The very act of calling this summit is, in fact, welcome. For too long, it has appeared the Government is still in Opposition mode. A statement this week from the Prime Minister's spokesman defending Cabinet ministers' long holiday break was telling. "In the absence of a bank collapsing, what would we do?" he asked. This smacks of a party reacting to events, rather than one intent on galvanising the whole apparatus of government to frame a cogent plan to deal with a deepening recession.
Motive enough for that process should have been last month's Treasury update, which estimated that 68,000 New Zealanders would lose their jobs in the next 15 months.

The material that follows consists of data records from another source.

//! Renders measurements into the fixed cell layout.
//!
//! ```text
//!   Resistance   row 0: T T T T . R R R     row 1: _ _ _ _ _ _ k Ω
//!   Voltage      row 0: ± V V . C C V _
//! ```
//!
//! `.`, `k` and `Ω` are drawn once when resistance mode is entered; the
//! per-cycle frame only rewrites the digit groups.  Digit groups keep the
//! low-order digits of the value, so an over-wide value is truncated
//! rather than flagged.

use heapless::Vec;

use super::{DisplayFrame, OHM_GLYPH, ROW1};

/// Widest digit group the layout uses.
pub const MAX_DIGITS: usize = 4;

const THOUSANDS_AT: u8 = 0x00;
const DECIMAL_POINT_AT: u8 = 0x04;
const REMAINDER_AT: u8 = 0x05;
const KILO_AT: u8 = ROW1 + 6;
const OHM_AT: u8 = ROW1 + 7;
const VOLTAGE_AT: u8 = 0x00;

/// Zero-padded decimal digits of `value mod 10^width`, most significant
/// first.  `width` is clamped to [`MAX_DIGITS`].
pub fn digits(value: u32, width: usize) -> Vec<u8, MAX_DIGITS> {
    let width = width.min(MAX_DIGITS);
    let mut buf = [b'0'; MAX_DIGITS];
    let mut v = value;
    for slot in buf.iter_mut().rev() {
        *slot = b'0' + (v % 10) as u8;
        v /= 10;
    }
    Vec::from_slice(&buf[MAX_DIGITS - width..]).unwrap_or_default()
}

pub struct DisplayFormatter;

impl DisplayFormatter {
    /// `ohms / 1000` as four digits at 0x00, `ohms % 1000` as three at 0x05.
    pub fn render_resistance(ohms: u32) -> DisplayFrame {
        let mut frame = DisplayFrame::new();
        frame
            .cursor(THOUSANDS_AT)
            .text(&digits(ohms / 1000, 4))
            .cursor(REMAINDER_AT)
            .text(&digits(ohms % 1000, 3));
        frame
    }

    /// Decimal point and `kΩ` for the resistance layout.
    pub fn resistance_glyphs() -> DisplayFrame {
        let mut frame = DisplayFrame::new();
        frame
            .cursor(DECIMAL_POINT_AT)
            .char(b'.')
            .cursor(KILO_AT)
            .char(b'k')
            .cursor(OHM_AT)
            .char(OHM_GLYPH);
        frame
    }

    /// `±VV.CCV ` from signed millivolts.  The trailing blank clears any
    /// digit left over from a wider previous frame.
    pub fn render_voltage(millivolts: i32) -> DisplayFrame {
        let sign = if millivolts < 0 { b'-' } else { b'+' };
        let magnitude = millivolts.unsigned_abs();
        let mut frame = DisplayFrame::new();
        frame
            .cursor(VOLTAGE_AT)
            .char(sign)
            .text(&digits(magnitude / 1000, 2))
            .char(b'.')
            .text(&digits((magnitude % 1000) / 10, 2))
            .char(b'V')
            .char(b' ');
        frame
    }
}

This should have prompted a strong focus on how jobs could be created. If so, there is scant evidence of it. So far, the Government has made only vague pronouncements about being "on track" with an action plan and recognising that more needed to be done. Aside from already-announced tax cuts, its plan for stimulating the domestic economy has traversed only non-specific talk about infrastructure projects.
Business and the public are looking for far more detail. Hopefully, for example, officials have analysed how many people could be employed on work on school buildings and upgrading state houses, two of the more obvious and accessible targets for infrastructure spending. They have the advantage of being more "shovel-ready" than many other areas of potential expenditure. The other side of the coin is the cutting of wasteful government spending. Again, the
Government's precise intentions remain unclear. Is a plan already drawn up or will this be something a razor gang tackles over time? Only a significant initiative will supply the necessary level of leadership.
Tomorrow's summit comes as the Government faces Labour Party criticism about not being active enough in pursuing a stimulus package. The Prime Minister will be fully aware of President-elect Barack Obama's determination to waste no time in implementing his response. He will also know that Germany's Angela Merkel, a long-time critic of "tossing around billions", has now prepared a $113 billion package of tax cuts and incentives designed to avert what some forecasters predict will be that country's worst recession since the 1930s. Public opinion polls suggested most Germans thought not enough was being done to tackle the credit crunch.
Doubtless, Angela Merkel's mind was concentrated by a pending general election. That is not an immediate consideration for the New Zealand Government. Nonetheless, this crisis will be pivotal for its long-term credibility.
Business activity is being undermined by weak consumer demand, a paucity of credit and a diluted demand for export products. The Institute of Economic Research's latest survey starkly illustrates the upshot. Only robust leadership from the Government, starting tomorrow, can imbue business with the confidence needed to turn matters around.